Jack Dorsey just said the quiet part loud: AI doesn't need permission slips from middle management.
The Summary
- Block's CEO Jack Dorsey outlined a vision where AI replaces middle managers, weeks after cutting nearly half of Block's workforce
- This isn't cost-cutting theater. It's a structural bet that coordination layers are now computational problems, not human ones.
- First major tech CEO to explicitly frame AI as management infrastructure, not just productivity tooling
The Signal
Block just cut half its people. Now Dorsey is explaining why he thinks that's the beginning, not the end. The framing matters here. He's not talking about AI assistants that help managers manage better. He's talking about replacing the management layer entirely with systems that route information, make resource allocation decisions, and coordinate work between teams.
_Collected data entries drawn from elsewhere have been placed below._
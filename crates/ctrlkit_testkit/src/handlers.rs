//! Sync handlers for tests.
//!
//! Both handlers are cheap to clone: pass one clone to a controller and
//! keep another to inspect what happened.

use ctrlkit_api::{ObjectKey, Resource};
use ctrlkit_runtime::{Lister, SyncError, SyncHandler, SyncResult};
use parking_lot::Mutex;
use std::collections::{HashMap, HashSet, VecDeque};
use std::sync::Arc;
use std::thread;
use std::time::{Duration, Instant};

/// One handler invocation.
#[derive(Debug, Clone)]
pub struct SyncCall {
    /// Key the handler was called with.
    pub key: ObjectKey,
    /// Resource version found in the cache, `None` if the key was absent.
    pub resource_version: Option<u64>,
    /// When the call started.
    pub at: Instant,
}

#[derive(Default)]
struct Recording {
    calls: Vec<SyncCall>,
    in_flight: HashSet<ObjectKey>,
    overlaps: usize,
    max_concurrency: usize,
}

impl Recording {
    fn enter(&mut self, call: SyncCall) {
        if !self.in_flight.insert(call.key.clone()) {
            self.overlaps += 1;
        }
        self.max_concurrency = self.max_concurrency.max(self.in_flight.len());
        self.calls.push(call);
    }

    fn exit(&mut self, key: &ObjectKey) {
        self.in_flight.remove(key);
    }
}

/// A handler that succeeds and records every call.
///
/// It also detects two workers handling the same key at the same time.
#[derive(Clone, Default)]
pub struct RecordingHandler {
    recording: Arc<Mutex<Recording>>,
    work: Duration,
}

impl RecordingHandler {
    /// Creates a handler that returns immediately.
    pub fn new() -> Self {
        Self::default()
    }

    /// Makes each call sleep for `work`.
    pub fn with_work(mut self, work: Duration) -> Self {
        self.work = work;
        self
    }

    /// Returns every call so far.
    pub fn calls(&self) -> Vec<SyncCall> {
        self.recording.lock().calls.clone()
    }

    /// Returns the calls made for `key`.
    pub fn calls_for(&self, key: &ObjectKey) -> Vec<SyncCall> {
        self.recording
            .lock()
            .calls
            .iter()
            .filter(|call| &call.key == key)
            .cloned()
            .collect()
    }

    /// Number of calls so far.
    pub fn call_count(&self) -> usize {
        self.recording.lock().calls.len()
    }

    /// Number of times a key was entered while already being handled.
    pub fn overlaps(&self) -> usize {
        self.recording.lock().overlaps
    }

    /// Highest number of keys handled at once.
    pub fn max_concurrency(&self) -> usize {
        self.recording.lock().max_concurrency
    }
}

impl<K: Resource> SyncHandler<K> for RecordingHandler {
    fn sync(&self, key: &ObjectKey, cache: &Lister<K>) -> SyncResult {
        let call = SyncCall {
            key: key.clone(),
            resource_version: cache.get(key).map(|obj| obj.resource_version()),
            at: Instant::now(),
        };
        self.recording.lock().enter(call);
        if !self.work.is_zero() {
            thread::sleep(self.work);
        }
        self.recording.lock().exit(key);
        Ok(())
    }
}

/// What a [`ScriptedHandler`] does on one call.
#[derive(Debug, Clone, PartialEq, Eq)]
pub enum Outcome {
    /// Return success.
    Succeed,
    /// Return a retryable error.
    Fail,
    /// Return a permanent error.
    FailPermanently,
    /// Panic.
    Panic,
}

#[derive(Default)]
struct Script {
    outcomes: HashMap<ObjectKey, VecDeque<Outcome>>,
    attempts: Vec<SyncCall>,
}

/// A handler that plays back per-key outcomes, then succeeds.
#[derive(Clone, Default)]
pub struct ScriptedHandler {
    script: Arc<Mutex<Script>>,
}

impl ScriptedHandler {
    /// Creates a handler that always succeeds.
    pub fn new() -> Self {
        Self::default()
    }

    /// Queues `outcomes` for `key`, played in order.
    pub fn script(&self, key: ObjectKey, outcomes: impl IntoIterator<Item = Outcome>) -> &Self {
        self.script
            .lock()
            .outcomes
            .entry(key)
            .or_default()
            .extend(outcomes);
        self
    }

    /// Makes `key` fail `times` times before succeeding.
    pub fn fail_times(&self, key: ObjectKey, times: usize) -> &Self {
        self.script(key, std::iter::repeat(Outcome::Fail).take(times))
    }

    /// Returns every attempt so far.
    pub fn attempts(&self) -> Vec<SyncCall> {
        self.script.lock().attempts.clone()
    }

    /// Returns the start times of the attempts for `key`.
    pub fn attempt_times(&self, key: &ObjectKey) -> Vec<Instant> {
        self.script
            .lock()
            .attempts
            .iter()
            .filter(|call| &call.key == key)
            .map(|call| call.at)
            .collect()
    }
}

impl<K: Resource> SyncHandler<K> for ScriptedHandler {
    fn sync(&self, key: &ObjectKey, cache: &Lister<K>) -> SyncResult {
        let outcome = {
            let mut script = self.script.lock();
            script.attempts.push(SyncCall {
                key: key.clone(),
                resource_version: cache.get(key).map(|obj| obj.resource_version()),
                at: Instant::now(),
            });
            script
                .outcomes
                .get_mut(key)
                .and_then(VecDeque::pop_front)
                .unwrap_or(Outcome::Succeed)
        };

        match outcome {
            Outcome::Succeed => Ok(()),
            Outcome::Fail => Err(SyncError::retry(format!("scripted failure for {key}"))),
            Outcome::FailPermanently => Err(SyncError::permanent(format!("scripted rejection of {key}"))),
            Outcome::Panic => panic!("scripted panic for {key}"),
        }
    }
}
This is the agent economy thesis playing out in real time at a public company with 8,000 employees (well, 4,000 now). Middle management exists largely to solve information flow problems: what's happening, who needs to know, what gets prioritized, how do we allocate budget and people. These are increasingly computational problems. An AI agent can parse signals across Slack, email, project management tools, and financial systems faster than any VP can. It can identify blockers, suggest resource reallocation, and surface decisions that need human judgment without the overhead of status meetings and deck reviews.
What Dorsey is betting is that the actual judgment calls, the ones that need human intuition and values alignment, can flow directly from senior leadership to individual contributors. The stuff in between, the coordination tax, can be automated. Whether that's true at scale is the experiment Block is now running. But the fact that a major fintech company is restructuring around this assumption changes the conversation. This isn't a future-of-work white paper. It's a live deployment.
The Implication
Watch how this plays out over the next two quarters. If Block's velocity increases and product quality holds, every tech company with bloated middle layers will have their own "do we actually need all these people?" conversation. The counter-signal to watch: whether the remaining employees burn out from decision fatigue, or whether the AI systems actually handle the cognitive load Dorsey thinks they will. This could be the blueprint for Web4 organizations, or it could be a very expensive lesson in what humans are still necessary for.